Mass melting of the West Antarctic Ice Sheet, leading to a multi-metre rise in global mean sea levels during a period known as the Last Interglacial (129,000-116,000 years in the past), took less than 2˚C of ocean warming, finds new paleoclimate study : science
Fifty years in the past, it was speculated that the marine-based West Antarctic Ice Sheet is weak to warming and will have melted in the previous. Testing this speculation has proved difficult due to the problem of growing in situ data of ice sheet and environmental change spanning heat intervals. We current a multiproxy document that means loss of the West Antarctic Ice Sheet during the Last Interglacial (129,000 to 116,000 y in the past), related to ocean warming and the launch of greenhouse fuel methane from marine sediments. Our ice sheet modeling predicts that Antarctica could have contributed a number of meters to global sea stage right now, suggesting that this ice sheet lies shut to a “tipping point” below projected warming.

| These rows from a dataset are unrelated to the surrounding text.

// Text-to-image encoding.
//
// The mirror of `decode_map`: align the input text to the model's
// vocabulary, fold the term counts through p(topic|word) into topic
// weights, project through p(voxel|topic), and unmask into a full
// volume. Text with no vocabulary hits encodes to an all-zero volume,
// which is a valid (if empty) encoding, not an error.

use std::path::Path;

use anyhow::Result;
use ndarray::{Array1, ArrayView1};
use tracing::debug;

use crate::model::TopicModel;
use crate::volume::{Masker, VolumeImage};

use super::engine;
use super::vocab::count_vocabulary_terms;

/// Encode text into a spatial map through a trained topic model.
///
/// Returns the encoded volume and the topic-weight vector behind it.
/// When `out_file` is given the volume is also written there; the write
/// is a side effect and does not change the returned result.
pub fn encode_text(
    model: &TopicModel,
    text: &str,
    out_file: Option<&Path>,
    topic_priors: Option<ArrayView1<f64>>,
    prior_weight: f64,
) -> Result<(VolumeImage, Array1<f64>)> {
    let counts = count_vocabulary_terms(text, model.vocabulary());
    let text_counts: Vec<f64> = counts.nonzero.iter().map(|&i| counts.counts[i]).collect();
    debug!(
        terms = counts.nonzero.len(),
        "Vocabulary terms found in input text"
    );

    let topic_weights = engine::topic_weights_from_counts(
        model,
        &counts.nonzero,
        &text_counts,
        topic_priors,
        prior_weight,
    )?;

    let voxel_weights = model.p_voxel_g_topic().dot(&topic_weights);
    let img = model.mask().inverse_transform(voxel_weights.view())?;

    if let Some(path) = out_file {
        img.save(path)?;
    }
    Ok((img, topic_weights))
}
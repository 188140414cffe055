use std::path::PathBuf;

use anyhow::Result;
use clap::{Parser, Subcommand};
use colored::Colorize;
use tracing::info;

use neurolex::config::Config;
use neurolex::decode::{decode_map, encode_text};
use neurolex::model::TopicModel;
use neurolex::volume::MapInput;

/// Neurolex: cross-modal decoding between brain maps and text.
///
/// Decodes unthresholded activation maps into weighted term lists, and
/// encodes free text back into activation maps, through a pre-trained
/// topic model.
#[derive(Parser)]
#[command(name = "neurolex", version, about)]
struct Cli {
    #[command(subcommand)]
    command: Commands,
}

#[derive(Subcommand)]
enum Commands {
    /// Decode a spatial map into term weights
    Decode {
        /// Path to the query map (serialized volume JSON)
        image: PathBuf,

        /// Path to the trained topic model (overrides NEUROLEX_MODEL_PATH)
        #[arg(long)]
        model: Option<PathBuf>,

        /// How many top terms to show (default: 15)
        #[arg(long, default_value = "15")]
        top: usize,

        /// Emit the full term table as JSON instead of a ranked list
        #[arg(long)]
        json: bool,
    },

    /// Encode text into a spatial map
    Encode {
        /// The text to encode (multiple arguments are joined with spaces)
        text: Vec<String>,

        /// Path to the trained topic model (overrides NEUROLEX_MODEL_PATH)
        #[arg(long)]
        model: Option<PathBuf>,

        /// Write the encoded volume to this path
        #[arg(long)]
        out: Option<PathBuf>,
    },
}

fn main() -> Result<()> {
    // Load .env file if present (silently ignore if missing)
    let _ = dotenvy::dotenv();

    // Set up structured logging
    tracing_subscriber::fmt()
        .with_env_filter(
            tracing_subscriber::EnvFilter::try_from_default_env()
                .unwrap_or_else(|_| tracing_subscriber::EnvFilter::new("neurolex=info")),
        )
        .init();

    let cli = Cli::parse();

    match cli.command {
        Commands::Decode {
            image,
            model,
            top,
            json,
        } => {
            let model = load_model(model)?;
            let input = MapInput::from(image);
            let (table, topic_weights) = decode_map(&model, &input, None, 1.0)?;

            if json {
                println!("{}", serde_json::to_string_pretty(&table)?);
            } else {
                table.display(top);
                println!(
                    "  {} {} topics contributed non-zero weight",
                    "~".dimmed(),
                    topic_weights.iter().filter(|&&w| w != 0.0).count()
                );
            }
        }

        Commands::Encode { text, model, out } => {
            if text.is_empty() {
                anyhow::bail!("Nothing to encode; pass some text");
            }
            let model = load_model(model)?;
            let joined = text.join(" ");
            let (img, topic_weights) = encode_text(&model, &joined, out.as_deref(), None, 1.0)?;

            let active = img.data().iter().filter(|&&v| v != 0.0).count();
            println!(
                "Encoded {} term-bearing topics into a {:?} volume ({active} non-zero voxels)",
                topic_weights.iter().filter(|&&w| w != 0.0).count(),
                img.shape(),
            );
            if let Some(path) = out {
                println!("Wrote encoded volume to {}", path.display().to_string().bold());
            }
        }
    }

    Ok(())
}

fn load_model(override_path: Option<PathBuf>) -> Result<TopicModel> {
    let path = match override_path {
        Some(path) => path,
        None => {
            let config = Config::load()?;
            config.require_model()?;
            config.model_path
        }
    };
    let model = TopicModel::load(&path)?;
    info!(
        topics = model.n_topics(),
        terms = model.vocabulary().len(),
        voxels = model.n_voxels(),
        "Topic model loaded"
    );
    Ok(model)
}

The future response of the Antarctic ice sheet to rising temperatures stays extremely unsure. A helpful period for assessing the sensitivity of Antarctica to warming is the Last Interglacial (LIG) (129 to 116 ky), which skilled hotter polar temperatures and better global mean sea stage (GMSL) (+6 to 9 m) relative to current day. LIG sea stage can’t be totally defined by Greenland Ice Sheet soften (∼2 m), ocean thermal growth, and melting mountain glaciers (∼1 m), suggesting substantial Antarctic mass loss was initiated by warming of Southern Ocean waters, ensuing from a weakening Atlantic meridional overturning circulation in response to North Atlantic floor freshening. Here, we report a blue-ice document of ice sheet and environmental change from the Weddell Sea Embayment at the periphery of the marine-based West Antarctic Ice Sheet (WAIS), which is underlain by main methane hydrate reserves. Constrained by a widespread volcanic horizon and supported by historical microbial DNA analyses, we offer proof for substantial mass loss throughout the Weddell Sea Embayment during the LIG, more than likely pushed by ocean warming and related to destabilization of subglacial hydrates. Ice sheet modeling helps this interpretation and means that millennial-scale warming of the Southern Ocean may have triggered a multimeter rise in global sea levels. Our information point out that Antarctica is very weak to projected will increase in ocean temperatures and will drive ice–local weather feedbacks that additional amplify warming.